I have never considered myself a sentimental person. I keep cards from holidays, birthdays, graduations, and close friends–but not much more than that. I have a few trinkets on my dresser, desk, and massive bookshelf (or more accurately, I had–until I packed them away a few days ago), but not many. My excuse is that I have a huge disdain toward clutter. But, if I am to be honest, I also don’t like holding onto small things because I struggle with balancing between the past and the present as well as the present and the future. I find that if I keep small baubles around from the past, I do not enjoy the present as much. The same goes with ornaments from the present and my longing for the future–it is as though one stifles the other, albeit faintly.

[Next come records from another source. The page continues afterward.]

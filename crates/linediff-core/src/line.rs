//! Line records produced by the diff engine

use serde::{Deserialize, Serialize};

/// How a line was classified by the diff
#[derive(Debug, Clone, Copy, PartialEq, Eq, Hash, Serialize, Deserialize)]
#[serde(rename_all = "lowercase")]
pub enum LineKind {
    /// Present only on the right (modified) side
    Added,
    /// Present only on the left (original) side
    Removed,
    /// Present on both sides
    Unchanged,
}

impl LineKind {
    /// Single-character marker used by unified output
    pub fn marker(self) -> char {
        match self {
            LineKind::Added => '+',
            LineKind::Removed => '-',
            LineKind::Unchanged => ' ',
        }
    }
}

/// One classified line of text with its position in its own side
#[derive(Debug, Clone, PartialEq, Eq, Serialize, Deserialize)]
#[serde(rename_all = "camelCase")]
pub struct LineRecord {
    pub kind: LineKind,
    /// The original, unnormalized line text
    pub content: String,
    /// 1-based index into the side's split-by-newline lines
    pub line_number: usize,
}

impl LineRecord {
    pub fn new(kind: LineKind, content: impl Into<String>, line_number: usize) -> Self {
        Self {
            kind,
            content: content.into(),
            line_number,
        }
    }

    pub fn added(content: impl Into<String>, line_number: usize) -> Self {
        Self::new(LineKind::Added, content, line_number)
    }

    pub fn removed(content: impl Into<String>, line_number: usize) -> Self {
        Self::new(LineKind::Removed, content, line_number)
    }

    pub fn unchanged(content: impl Into<String>, line_number: usize) -> Self {
        Self::new(LineKind::Unchanged, content, line_number)
    }

    /// Check if this is an actual change (not just context)
    pub fn is_change(&self) -> bool {
        self.kind != LineKind::Unchanged
    }
}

But I want to change. I want to be different. I don’t plan to hold onto anything or everything from here on out (I am not very materialistic in the first place.) But I do want to make it a point to hold onto “the little things in life” more. To treasure my first Bible, to enjoy the fresh flowers in my room, to delight in the new canvas I am working on, and to reflect upon life while enjoying the potpourri that my dear friend’s mother (Mary Ford Davis) made from the flowers from her brother’s and mother’s recent funerals.

I want to be thankful for each breath from the past and hopeful for each one that is to come, while breathing in the fragrance of these flowers. This fragrance, which is subtle at first, is a reminder to me to love, live, and be Jesus to those around me and to not neglect the past. Both Uncle Bob and Granny demonstrated this in their lives and I hope to follow in their footsteps. While neither they nor my dear friend Jeanie cannot come along with me on this next year’s journey, the small bag of potpourri can and will. The fragrance of the flowers will undoubtedly remind me of their lives that were well-lived, well-loved, and well-missed. Their lives brought joy and a fragrance to the lives of countless others and I hope to live my life similarly.